- [Recorded information]
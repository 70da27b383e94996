//! Typed decoding of structured responses
//!
//! The transport hands over the top-level JSON object as a map of field name
//! to raw value. [`decode`] turns that map into any deserializable model,
//! recursing through nested objects and arrays in source order and reporting
//! the path of the first value that does not fit.

use serde::de::DeserializeOwned;
use serde_json::Value;

use crate::error::{Error, Result};

/// Top-level field name to raw JSON value
pub type RawFields = serde_json::Map<String, Value>;

/// Parse a response body into its top-level field map
///
/// # Errors
///
/// Returns [`Error::Decode`] if the body is not valid JSON or is not a JSON object
pub fn parse_fields(body: &[u8]) -> Result<RawFields> {
    match serde_json::from_slice::<Value>(body) {
        Ok(Value::Object(fields)) => Ok(fields),
        Ok(other) => Err(Error::Decode {
            path: ".".to_owned(),
            message: format!("expected a JSON object, found {}", kind(&other)),
        }),
        Err(e) => Err(Error::Decode {
            path: ".".to_owned(),
            message: e.to_string(),
        }),
    }
}

/// Decode a field map into `T`
///
/// Nothing is returned on failure: a partially decoded value is dropped.
///
/// # Errors
///
/// Returns [`Error::Decode`] naming the offending field path on a type
/// mismatch or a missing required field
pub fn decode<T: DeserializeOwned>(fields: RawFields) -> Result<T> {
    serde_path_to_error::deserialize(Value::Object(fields)).map_err(|e| {
        let path = e.path().to_string();
        Error::Decode {
            path,
            message: e.into_inner().to_string(),
        }
    })
}

const fn kind(value: &Value) -> &'static str {
    match value {
        Value::Null => "null",
        Value::Bool(_) => "a boolean",
        Value::Number(_) => "a number",
        Value::String(_) => "a string",
        Value::Array(_) => "an array",
        Value::Object(_) => "an object",
    }
}
/// Update a custom model's metadata and merge words into it
///
/// Words that already exist are overwritten. Fields left unset are not
/// touched on the server.
#[derive(Debug, Clone, Default)]
pub struct UpdateCustomModelOptions {
    /// Model to update (required, non-empty)
    pub customization_id: Option<String>,
    /// New name
    pub name: Option<String>,
    /// New description
    pub description: Option<String>,
    /// Words to add or overwrite
    pub words: Option<Vec<Word>>,
    pub call: CallOptions,
}

#[derive(Serialize)]
struct UpdateCustomModelBody<'a> {
    #[serde(skip_serializing_if = "Option::is_none")]
    name: Option<&'a str>,
    #[serde(skip_serializing_if = "Option::is_none")]
    description: Option<&'a str>,
    #[serde(skip_serializing_if = "Option::is_none")]
    words: Option<&'a [Word]>,
}

impl UpdateCustomModelOptions {
    pub fn new(customization_id: impl Into<String>) -> Self {
        Self {
            customization_id: Some(customization_id.into()),
            ..Self::default()
        }
    }

    #[must_use]
    pub fn with_name(mut self, name: impl Into<String>) -> Self {
        self.name = Some(name.into());
        self
    }

    #[must_use]
    pub fn with_description(mut self, description: impl Into<String>) -> Self {
        self.description = Some(description.into());
        self
    }

    #[must_use]
    pub fn with_words(mut self, words: Vec<Word>) -> Self {
        self.words = Some(words);
        self
    }
}

impl Operation for UpdateCustomModelOptions {
    fn descriptor(&self) -> Result<RequestDescriptor> {
        let customization_id = required_non_empty("customization_id", self.customization_id.as_deref())?;
        let body = UpdateCustomModelBody {
            name: self.name.as_deref(),
            description: self.description.as_deref(),
            words: self.words.as_deref(),
        };

        RequestDescriptor::builder("UpdateCustomModel", Method::POST, "/v1/customizations/{customization_id}")
            .path_param("customization_id", customization_id)
            .accept_json()
            .json_body(&body)?
            .call_options(&self.call)
            .build()
    }

    call_options!();
}

/// Get a custom model, including its words
#[derive(Debug, Clone, Default)]
pub struct GetCustomModelOptions {
    /// Model to fetch (required, non-empty)
    pub customization_id: Option<String>,
    pub call: CallOptions,
}

impl GetCustomModelOptions {
    pub fn new(customization_id: impl Into<String>) -> Self {
        Self {
            customization_id: Some(customization_id.into()),
            ..Self::default()
        }
    }
}

impl Operation for GetCustomModelOptions {
    fn descriptor(&self) -> Result<RequestDescriptor> {
        let customization_id = required_non_empty("customization_id", self.customization_id.as_deref())?;

        RequestDescriptor::builder("GetCustomModel", Method::GET, "/v1/customizations/{customization_id}")
            .path_param("customization_id", customization_id)
            .accept_json()
            .response(ResponseKind::Structured)
            .call_options(&self.call)
            .build()
    }

    call_options!();
}

/// Delete a custom model
#[derive(Debug, Clone, Default)]
pub struct DeleteCustomModelOptions {
    /// Model to delete (required, non-empty)
    pub customization_id: Option<String>,
    pub call: CallOptions,
}

impl DeleteCustomModelOptions {
    pub fn new(customization_id: impl Into<String>) -> Self {
        Self {
            customization_id: Some(customization_id.into()),
            ..Self::default()
        }
    }
}

impl Operation for DeleteCustomModelOptions {
    fn descriptor(&self) -> Result<RequestDescriptor> {
        let customization_id = required_non_empty("customization_id", self.customization_id.as_deref())?;

        RequestDescriptor::builder("DeleteCustomModel", Method::DELETE, "/v1/customizations/{customization_id}")
            .path_param("customization_id", customization_id)
            .call_options(&self.call)
            .build()
    }

    call_options!();
}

- [What the task asks] When the word "builder" occurs in a line above, list that line.

- [Result of this exercise]
        RequestDescriptor::builder("UpdateCustomModel", Method::POST, "/v1/customizations/{customization_id}")
        RequestDescriptor::builder("GetCustomModel", Method::GET, "/v1/customizations/{customization_id}")
        RequestDescriptor::builder("DeleteCustomModel", Method::DELETE, "/v1/customizations/{customization_id}")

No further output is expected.